As war in Rwanda exploded into 100 days of genocide in April 1994, Tarcisse Ruhamyandekwe watched in horror from his apartment in Quebec City. TV images showed the indiscriminate slaughter of his ethnic people, the Tutsis, at the hands of the Hutu government. From the safety of Canada, all he could do was worry about whether the bodies belonged to his family and friends. That one could be his mother. The other, a sister. He couldn’t sleep. “I really did not know what had happened,” recalls Ruhamyandekwe. “It was really tough.”
A year earlier, he had arrived in Quebec from Swaziland, where he had been living in a UN refugee camp. After a series of interviews and medical exams, he moved to Canada. “I come in from a refugee camp, and I go into heaven,” says Ruhamyandekwe. “It was like, ‘Wow, people can live like this!’ ”

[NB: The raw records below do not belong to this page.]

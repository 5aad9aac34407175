//! Transactional change sets
//!
//! Provides [`ChangeSet`], an ordered list of staged tree edits that is
//! committed atomically, reverted exactly, or destroyed unapplied.
//!
//! Edits are validated against the live tree while staging but nothing is
//! mutated until [`ChangeSet::commit`]. Commit applies edits in order and
//! records an undo journal; if any edit fails, the already-applied prefix is
//! unwound before returning, so a failed commit has no observable effect.
//! [`ChangeSet::revert`] replays the journal backwards, restoring topology,
//! property contents and ordering.

use crate::tree::{validate_node_name, validate_property_name, ConfigTree, NodeId, TreeError};
use crate::value::PropValue;
use std::fmt::{self, Display, Formatter};

/// Target of a staged edit
///
/// Edits may address live nodes or nodes created earlier in the same
/// change set.
#[derive(Debug, Clone, Copy, PartialEq, Eq, Hash)]
pub enum NodeRef {
    /// Node present in the tree when the edit was staged
    Live(NodeId),

    /// N-th node created by this change set
    Staged(usize),
}

impl Display for NodeRef {
    fn fmt(&self, f: &mut Formatter<'_>) -> fmt::Result {
        match self {
            Self::Live(id) => write!(f, "{id}"),
            Self::Staged(n) => write!(f, "staged#{n}"),
        }
    }
}

impl From<NodeId> for NodeRef {
    fn from(id: NodeId) -> Self {
        Self::Live(id)
    }
}

/// A staged tree edit
#[derive(Debug, Clone, PartialEq, Eq)]
pub enum Edit {
    /// Append a new child under `parent`
    CreateNode { parent: NodeRef, name: String },

    /// Add a property that must not exist yet
    AddProperty {
        node: NodeRef,
        name: String,
        value: PropValue,
    },

    /// Replace the value of an existing property
    UpdateProperty {
        node: NodeRef,
        name: String,
        value: PropValue,
    },

    /// Unlink a live node (and its subtree) from the tree
    DetachNode { node: NodeId },
}

impl Edit {
    /// Short operation name for logs
    #[inline]
    #[must_use]
    pub fn kind(&self) -> &'static str {
        match self {
            Self::CreateNode { .. } => "create-node",
            Self::AddProperty { .. } => "add-property",
            Self::UpdateProperty { .. } => "update-property",
            Self::DetachNode { .. } => "detach-node",
        }
    }
}

/// Lifecycle state of a change set
#[derive(Debug, Clone, Copy, PartialEq, Eq, Hash)]
pub enum ChangeSetState {
    /// Accepting edits; nothing applied
    Staging,

    /// All edits applied to the tree
    Committed,

    /// Committed, then undone
    Reverted,
}

impl Display for ChangeSetState {
    fn fmt(&self, f: &mut Formatter<'_>) -> fmt::Result {
        let s = match self {
            Self::Staging => "staging",
            Self::Committed => "committed",
            Self::Reverted => "reverted",
        };
        f.write_str(s)
    }
}

/// Undo record for one applied edit
#[derive(Debug, Clone)]
enum Applied {
    Created { id: NodeId },
    PropertyAdded { node: NodeId, name: String },
    PropertyUpdated { node: NodeId, name: String, previous: PropValue },
    Detached { node: NodeId, parent: NodeId, index: usize },
}

/// Ordered, atomically committable set of tree edits
#[derive(Debug, Clone)]
pub struct ChangeSet {
    label: String,
    edits: Vec<Edit>,
    staged_nodes: usize,
    limit: Option<usize>,
    state: ChangeSetState,
    journal: Vec<Applied>,
}

impl ChangeSet {
    /// Create an empty change set
    #[must_use]
    pub fn new(label: impl Into<String>) -> Self {
        Self {
            label: label.into(),
            edits: Vec::new(),
            staged_nodes: 0,
            limit: None,
            state: ChangeSetState::Staging,
            journal: Vec::new(),
        }
    }

    /// Cap the number of staged edits
    ///
    /// Staging beyond the cap fails with [`StagingError::Exhausted`], the
    /// equivalent of an allocation failure while building the set.
    #[inline]
    #[must_use]
    pub fn with_limit(mut self, limit: usize) -> Self {
        self.limit = Some(limit);
        self
    }

    /// Apply an optional cap
    #[inline]
    #[must_use]
    pub fn with_optional_limit(mut self, limit: Option<usize>) -> Self {
        self.limit = limit;
        self
    }

    /// Label used in logs and errors
    #[inline]
    #[must_use]
    pub fn label(&self) -> &str {
        &self.label
    }

    /// Staged edits, in order
    #[inline]
    #[must_use]
    pub fn edits(&self) -> &[Edit] {
        &self.edits
    }

    /// Number of staged edits
    #[inline]
    #[must_use]
    pub fn len(&self) -> usize {
        self.edits.len()
    }

    /// Check if nothing is staged
    #[inline]
    #[must_use]
    pub fn is_empty(&self) -> bool {
        self.edits.is_empty()
    }

    /// Current lifecycle state
    #[inline]
    #[must_use]
    pub fn state(&self) -> ChangeSetState {
        self.state
    }

    /// Stage creation of a child node
    ///
    /// # Errors
    /// Fails if the set is closed, the limit is reached, the name is invalid
    /// or the parent does not resolve.
    pub fn create_node(
        &mut self,
        tree: &ConfigTree,
        parent: impl Into<NodeRef>,
        name: &str,
    ) -> Result<NodeRef, StagingError> {
        let parent = parent.into();
        self.check_open()?;
        validate_node_name(name)?;
        self.check_target(tree, parent)?;
        self.push(Edit::CreateNode {
            parent,
            name: name.to_string(),
        })?;
        let created = NodeRef::Staged(self.staged_nodes);
        self.staged_nodes += 1;
        Ok(created)
    }

    /// Stage a property copy onto a node
    ///
    /// # Errors
    /// Fails if the set is closed, the limit is reached, the name is invalid
    /// or the node does not resolve.
    pub fn add_property(
        &mut self,
        tree: &ConfigTree,
        node: impl Into<NodeRef>,
        name: &str,
        value: PropValue,
    ) -> Result<(), StagingError> {
        let node = node.into();
        self.check_open()?;
        validate_property_name(name)?;
        self.check_target(tree, node)?;
        self.push(Edit::AddProperty {
            node,
            name: name.to_string(),
            value,
        })
    }

    /// Stage a string property
    ///
    /// # Errors
    /// See [`add_property`](Self::add_property).
    pub fn add_property_string(
        &mut self,
        tree: &ConfigTree,
        node: impl Into<NodeRef>,
        name: &str,
        value: &str,
    ) -> Result<(), StagingError> {
        self.add_property(tree, node, name, PropValue::string(value))
    }

    /// Stage replacement of an existing property value
    ///
    /// # Errors
    /// See [`add_property`](Self::add_property).
    pub fn update_property(
        &mut self,
        tree: &ConfigTree,
        node: impl Into<NodeRef>,
        name: &str,
        value: PropValue,
    ) -> Result<(), StagingError> {
        let node = node.into();
        self.check_open()?;
        validate_property_name(name)?;
        self.check_target(tree, node)?;
        self.push(Edit::UpdateProperty {
            node,
            name: name.to_string(),
            value,
        })
    }

    /// Stage detachment of a live node
    ///
    /// # Errors
    /// Fails if the set is closed, the limit is reached, the node is the root
    /// or is not attached.
    pub fn detach_node(&mut self, tree: &ConfigTree, node: NodeId) -> Result<(), StagingError> {
        self.check_open()?;
        if node == tree.root() {
            return Err(StagingError::Tree(TreeError::DetachRoot));
        }
        self.check_target(tree, NodeRef::Live(node))?;
        self.push(Edit::DetachNode { node })
    }

    /// Apply all staged edits atomically
    ///
    /// # Errors
    /// Returns the first failing edit; the tree is left exactly as before.
    pub fn commit(&mut self, tree: &mut ConfigTree) -> Result<(), CommitError> {
        if self.state != ChangeSetState::Staging {
            return Err(CommitError::InvalidState(self.state));
        }

        let mut created: Vec<NodeId> = Vec::with_capacity(self.staged_nodes);
        let mut journal: Vec<Applied> = Vec::with_capacity(self.edits.len());

        for (index, edit) in self.edits.iter().enumerate() {
            match apply_edit(tree, edit, &created, &mut journal) {
                Ok(Some(id)) => created.push(id),
                Ok(None) => {}
                Err(source) => {
                    tracing::debug!(
                        changeset = %self.label,
                        index,
                        op = edit.kind(),
                        error = %source,
                        "commit failed, unwinding applied prefix"
                    );
                    if let Err(undo) = undo_journal(tree, &mut journal) {
                        return Err(CommitError::Unwind { index, source, undo });
                    }
                    return Err(CommitError::Edit { index, source });
                }
            }
        }

        tracing::debug!(changeset = %self.label, edits = self.edits.len(), "committed");
        self.journal = journal;
        self.state = ChangeSetState::Committed;
        Ok(())
    }

    /// Undo a committed change set
    ///
    /// # Errors
    /// Fails if the set is not committed or the tree no longer accepts the
    /// inverse edits.
    pub fn revert(&mut self, tree: &mut ConfigTree) -> Result<(), ChangeSetError> {
        if self.state != ChangeSetState::Committed {
            return Err(ChangeSetError::InvalidState(self.state));
        }
        undo_journal(tree, &mut self.journal).map_err(ChangeSetError::Undo)?;
        tracing::debug!(changeset = %self.label, "reverted");
        self.state = ChangeSetState::Reverted;
        Ok(())
    }

    /// Discard the change set, returning how many staged edits were dropped
    ///
    /// Destroying a committed set keeps its effects but gives up the ability
    /// to revert them.
    pub fn destroy(self) -> usize {
        tracing::trace!(changeset = %self.label, state = %self.state, "destroyed");
        self.edits.len()
    }

    fn check_open(&self) -> Result<(), StagingError> {
        if self.state == ChangeSetState::Staging {
            Ok(())
        } else {
            Err(StagingError::Closed(self.state))
        }
    }

    fn check_target(&self, tree: &ConfigTree, target: NodeRef) -> Result<(), StagingError> {
        match target {
            NodeRef::Live(id) => {
                if tree.node(id).is_none() {
                    Err(StagingError::UnknownTarget(target))
                } else if !tree.is_attached(id) {
                    Err(StagingError::Tree(TreeError::NotAttached(id)))
                } else {
                    Ok(())
                }
            }
            NodeRef::Staged(n) if n < self.staged_nodes => Ok(()),
            NodeRef::Staged(_) => Err(StagingError::UnknownTarget(target)),
        }
    }

    fn push(&mut self, edit: Edit) -> Result<(), StagingError> {
        if let Some(limit) = self.limit {
            if self.edits.len() >= limit {
                return Err(StagingError::Exhausted { limit });
            }
        }
        self.edits.push(edit);
        Ok(())
    }
}

fn resolve(target: NodeRef, created: &[NodeId]) -> Result<NodeId, TreeError> {
    match target {
        NodeRef::Live(id) => Ok(id),
        NodeRef::Staged(n) => created
            .get(n)
            .copied()
            .ok_or(TreeError::UnresolvedStaged(n)),
    }
}

fn apply_edit(
    tree: &mut ConfigTree,
    edit: &Edit,
    created: &[NodeId],
    journal: &mut Vec<Applied>,
) -> Result<Option<NodeId>, TreeError> {
    match edit {
        Edit::CreateNode { parent, name } => {
            let parent = resolve(*parent, created)?;
            let id = tree.insert_child(parent, name)?;
            journal.push(Applied::Created { id });
            Ok(Some(id))
        }
        Edit::AddProperty { node, name, value } => {
            let node = resolve(*node, created)?;
            tree.add_property(node, name, value.clone())?;
            journal.push(Applied::PropertyAdded {
                node,
                name: name.clone(),
            });
            Ok(None)
        }
        Edit::UpdateProperty { node, name, value } => {
            let node = resolve(*node, created)?;
            let previous = tree.replace_property(node, name, value.clone())?;
            journal.push(Applied::PropertyUpdated {
                node,
                name: name.clone(),
                previous,
            });
            Ok(None)
        }
        Edit::DetachNode { node } => {
            let (parent, index) = tree.detach(*node)?;
            journal.push(Applied::Detached {
                node: *node,
                parent,
                index,
            });
            Ok(None)
        }
    }
}

/// Pop and invert journal entries until empty
fn undo_journal(tree: &mut ConfigTree, journal: &mut Vec<Applied>) -> Result<(), TreeError> {
    while let Some(entry) = journal.pop() {
        match entry {
            Applied::Created { id } => tree.remove_inserted(id)?,
            Applied::PropertyAdded { node, name } => {
                tree.remove_property(node, &name)?;
            }
            Applied::PropertyUpdated {
                node,
                name,
                previous,
            } => {
                tree.replace_property(node, &name, previous)?;
            }
            Applied::Detached {
                node,
                parent,
                index,
            } => tree.reattach(node, parent, index)?,
        }
    }
    Ok(())
}

/// Errors while staging edits
#[derive(Debug, Clone, PartialEq, Eq, thiserror::Error)]
pub enum StagingError {
    /// Staged-edit limit reached
    #[error("change set exhausted after {limit} edits")]
    Exhausted { limit: usize },

    /// Target does not resolve
    #[error("unknown edit target: {0}")]
    UnknownTarget(NodeRef),

    /// Change set no longer accepts edits
    #[error("change set is {0}, not staging")]
    Closed(ChangeSetState),

    /// Structural problem with the target
    #[error(transparent)]
    Tree(#[from] TreeError),
}

/// Errors while committing
#[derive(Debug, Clone, PartialEq, Eq, thiserror::Error)]
pub enum CommitError {
    /// Edit `index` failed; the tree is unchanged
    #[error("edit {index} failed: {source}")]
    Edit { index: usize, source: TreeError },

    /// Edit `index` failed and unwinding the applied prefix also failed
    #[error("edit {index} failed ({source}) and unwinding failed: {undo}")]
    Unwind {
        index: usize,
        source: TreeError,
        undo: TreeError,
    },

    /// Change set is not in the staging state
    #[error("cannot commit a change set that is {0}")]
    InvalidState(ChangeSetState),
}

/// Errors while reverting
#[derive(Debug, Clone, PartialEq, Eq, thiserror::Error)]
pub enum ChangeSetError {
    /// Change set is not committed
    #[error("cannot revert a change set that is {0}")]
    InvalidState(ChangeSetState),

    /// An inverse edit failed
    #[error("revert failed: {0}")]
    Undo(TreeError),
}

Ruhamyandekwe was born in 1963, a year after the long-suppressed Hutu majority led the charge for independence from Belgian colonial rule. Tutsis like the Ruhamyandekwe family found themselves discriminated against by the institutions of their newly sovereign country.
Ruhamyandekwe’s parents, Mathias and Mary, were teachers, so their seven children—four boys and three girls—were able to eat regularly and attend school. In his early 20s, his parents said he should leave Rwanda to study in neighbouring Zaire, now the Democratic Republic of the Congo. “My family told me, ‘Listen, this is not a country for you. You have to find a way to succeed by other means,’ ” says Ruhamyandekwe. By the time he finished his economics degree in 1991, fighting had broken out between Tutsi rebels and the Rwandan government. “I knew that if I went back, there was going to be trouble for me and my family,” says Ruhamyandekwe. “I had no choice.” He went to Swaziland, where he applied for landed immigrant status. When he arrived in Quebec City, he enrolled at the Université Laval, taking first-year courses in economics.

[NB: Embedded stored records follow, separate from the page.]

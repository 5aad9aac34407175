//! dtflat Core
//!
//! Flattens legacy USB glue/controller node pairs in a hardware-description
//! tree, all or nothing.
//!
//! # Overview
//!
//! - [`DescriptorTable`]: Board identity → [`BoardDescriptor`]
//! - [`SubtreeMigrator`]: Stages the flattening of one glue node
//! - [`OverlayApplier`]: Applies/removes the board overlay
//! - [`MigrationOrchestrator`]: Symbols, migration and overlay with rollback
//!
//! # Example
//!
//! ```rust
//! use dtflat_core::{
//!     glue_overlay, BoardDescriptor, DescriptorTable, FragmentOverlayApplier,
//!     MigrationOrchestrator, MigrationOutcome,
//! };
//! use dtflat_tree::{NodeSnapshot, TreeSnapshot};
//!
//! let table = DescriptorTable::new(vec![BoardDescriptor::new("qcom,sdm845", "qcom,dwc3")
//!     .with_overlay(glue_overlay("qcom,sdm845", &["/usb@a6f8800"]))])
//! .unwrap();
//!
//! let mut tree = TreeSnapshot::new(
//!     NodeSnapshot::new("")
//!         .with_compatible(["qcom,sdm845"])
//!         .with_child(
//!             NodeSnapshot::new("usb@a6f8800")
//!                 .with_compatible(["qcom,dwc3"])
//!                 .with_child(NodeSnapshot::new("usb@a600000").with_compatible(["snps,dwc3"])),
//!         ),
//! )
//! .build()
//! .unwrap();
//!
//! let mut orchestrator = MigrationOrchestrator::new(&table);
//! let mut applier = FragmentOverlayApplier::new();
//! assert!(orchestrator.run(&mut tree, &mut applier).unwrap().is_migrated());
//! assert_eq!(
//!     orchestrator.run(&mut tree, &mut applier).unwrap(),
//!     MigrationOutcome::AlreadyApplied
//! );
//! ```

#![warn(unreachable_pub)]
#![allow(missing_docs)]

mod builtin;
mod config;
mod descriptor;
mod error;
pub mod logging;
mod migrator;
mod orchestrator;
mod overlay;
mod phase;

// Re-exports
pub use builtin::{
    glue_overlay, legacy_glue_overlay, FLATTENED_GLUE_COMPATIBLE, LEGACY_GLUE_COMPATIBLE,
};
pub use config::{ConfigError, MigrationConfig};
pub use descriptor::{BoardDescriptor, DescriptorError, DescriptorTable, OverlayBlob};
pub use error::{MigrationError, RollbackError, Stage};
pub use migrator::{MigrationRules, MigrationStep, SubtreeMigrator};
pub use orchestrator::{
    already_migrated, MigrationOrchestrator, MigrationOutcome, MigrationReport, TreeInspection,
    MIGRATION_CHANGESET,
};
pub use overlay::{
    FragmentOverlayApplier, OverlayApplier, OverlayDocument, OverlayError, OverlayFailure,
    OverlayFragment, OverlayHandle, COMPATIBLE_TARGET_PREFIX,
};
pub use phase::{allowed_transitions, validate_transition, Phase, PhaseError};

/// Prelude module for common imports
pub mod prelude {
    //! Common imports for running a migration
    pub use crate::{
        BoardDescriptor, DescriptorTable, FragmentOverlayApplier, MigrationConfig, MigrationError,
        MigrationOrchestrator, MigrationOutcome, OverlayApplier,
    };
    pub use dtflat_tree::{ConfigTree, NodeSnapshot, TreeSnapshot};
}

/// Version of this crate
pub const VERSION: &str = env!("CARGO_PKG_VERSION");

#[cfg(test)]
mod integration_tests {
    use super::*;
    use dtflat_tree::{NodeSnapshot, TreeSnapshot};

    #[test]
    fn builtin_board_round_trip() {
        let table = DescriptorTable::builtin().unwrap();
        let mut tree = TreeSnapshot::new(
            NodeSnapshot::new("")
                .with_compatible(["qcom,sc7180-idp", "qcom,sc7180"])
                .with_child(
                    NodeSnapshot::new("soc@0").with_child(
                        NodeSnapshot::new("usb@a6f8800")
                            .with_compatible(["qcom,sc7180-dwc3", LEGACY_GLUE_COMPATIBLE])
                            .with_child(
                                NodeSnapshot::new("usb@a600000")
                                    .with_compatible(["snps,dwc3"])
                                    .with_string("maximum-speed", "super-speed"),
                            ),
                    ),
                ),
        )
        .build()
        .unwrap();

        let mut applier = FragmentOverlayApplier::new();
        let outcome = MigrationOrchestrator::new(table)
            .run(&mut tree, &mut applier)
            .unwrap();
        let report = outcome.report().unwrap();
        assert_eq!(report.board, "qcom,sc7180");
        assert_eq!(report.symbol_edits, 6);

        let usb = tree
            .find_by_path(&"/soc@0/usb@a6f8800".parse().unwrap())
            .unwrap();
        let glue = tree.node(usb).unwrap();
        assert!(glue.is_compatible(FLATTENED_GLUE_COMPATIBLE));
        assert!(glue.children().is_empty());
        assert!(already_migrated(&tree, LEGACY_GLUE_COMPATIBLE));
    }
}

He had lost contact with his family, so he didn’t know his brother Dominique had been killed in the capital of Kigali until August 1994, four months after his death. He also learned the rest of the family (his father died in 1991) escaped to neighbouring Burundi.
But his defining Canadian moment came when he heard about Roméo Dallaire, the Canadian general commanding a UN peacekeeping force in Rwanda, who warned the UN headquarters repeatedly about the genocide and, as other nations were withdrawing troops, tried to protect its citizens from slaughter with dwindling resources. “He decided to stay when everyone else was trying to get out of the country,” says Ruhamyandekwe. “He said, ‘I’m staying to try my best to save one person.’ I don’t know how to say it. That was not only a touching moment, but someone was living by principle. [I thought] there must be something different about the Canadian army.”

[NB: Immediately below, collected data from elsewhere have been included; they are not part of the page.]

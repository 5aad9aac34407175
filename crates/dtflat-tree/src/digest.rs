//! Structural tree digests
//!
//! Provides [`TreeDigest`], a Blake3 hash over the attached part of a tree.
//! Two trees with equal digests have the same node names, properties,
//! values and ordering.

use crate::tree::{ConfigTree, NodeId};
use std::fmt::{self, Display, Formatter};

/// A 32-byte structural digest (Blake3)
#[derive(Debug, Clone, Copy, PartialEq, Eq, PartialOrd, Ord, Hash)]
pub struct TreeDigest([u8; 32]);

impl TreeDigest {
    /// Create from raw bytes
    #[inline]
    #[must_use]
    pub const fn new(bytes: [u8; 32]) -> Self {
        Self(bytes)
    }

    /// Digest of the attached part of `tree`
    #[must_use]
    pub fn compute(tree: &ConfigTree) -> Self {
        let mut hasher = blake3::Hasher::new();
        feed(tree, tree.root(), &mut hasher);
        Self(*hasher.finalize().as_bytes())
    }

    /// Underlying bytes
    #[inline]
    #[must_use]
    pub const fn as_bytes(&self) -> &[u8; 32] {
        &self.0
    }

    /// Short string representation (first 16 hex chars)
    #[inline]
    #[must_use]
    pub fn short(&self) -> String {
        hex::encode(&self.0[..8])
    }
}

impl Display for TreeDigest {
    fn fmt(&self, f: &mut Formatter<'_>) -> fmt::Result {
        write!(f, "{}", hex::encode(self.0))
    }
}

// Length-prefixed fields keep distinct trees from colliding on concatenation.
fn feed(tree: &ConfigTree, id: NodeId, hasher: &mut blake3::Hasher) {
    let Some(node) = tree.node(id) else {
        return;
    };
    write_field(hasher, node.name().as_bytes());
    hasher.update(&(node.properties().len() as u64).to_le_bytes());
    for prop in node.properties() {
        write_field(hasher, prop.name().as_bytes());
        write_field(hasher, prop.value().as_bytes());
    }
    hasher.update(&(node.children().len() as u64).to_le_bytes());
    for child in node.children() {
        feed(tree, *child, hasher);
    }
}

fn write_field(hasher: &mut blake3::Hasher, bytes: &[u8]) {
    hasher.update(&(bytes.len() as u64).to_le_bytes());
    hasher.update(bytes);
}

impl ConfigTree {
    /// Structural digest of the attached tree
    #[must_use]
    pub fn digest(&self) -> TreeDigest {
        TreeDigest::compute(self)
    }
}
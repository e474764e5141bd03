pub mod icon_gen;

fn main() {
    if let Err(err) = icon_gen::generate() {
        println!("Error: {}", err);
    }
}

Before graduating from Laval in 1996, Ruhamyandekwe met Amina Umuzayire, a Rwandan studying office administration at Bart College. They eventually married, and Umuzayire gave birth to their first son, Brad, in the spring of 1997.
But Ruhamyandekwe found his thoughts returning to Dallaire. He wanted to know how the Canadian military had shaped a man so selfless and brave. In May 1997, he joined the Canadian Army Reserve and spent the summer in basic infantry training in Meaford, Ont., with the Toronto Scottish Regiment. “It was a little difficult for me,” says Umuzayire, now 39, who stayed in Quebec City with their one-month-old baby, “but I knew he was doing something he loved.”
To Ruhamyandekwe, it was more than that; his army stint provided a sense of belonging he’d never had. In Rwanda, he was always a Tutsi. In Zaire and Swaziland, he was a foreigner. But with the Toronto Scottish, he was judged on his abilities. “People were not seeing me as a Tutsi, as tall, as black, whatever—the funny guy with an accent,” he says. “That was the first time in my life when someone was looking at me in a different way: ‘This is a brother; I can count on this person.’ ”
After taking a job to support his growing family, as a financial analyst for the Canada Bread factory in Toronto, in 2001 Ruhamyandekwe joined the reserve again, this time with the 48th Highlanders of Canada, where he became an officer. He left in 2005. Today, his love for Canada runs deep. He hopes his children—Brad, Imad, Cid and Irshad—join the army one day so they can experience the same joy of belonging that he did. “We were like a family,” says Ruhamyandekwe, who now supervises financial systems analysts at Public Works and Government Services in Ottawa. “I will never forget that.”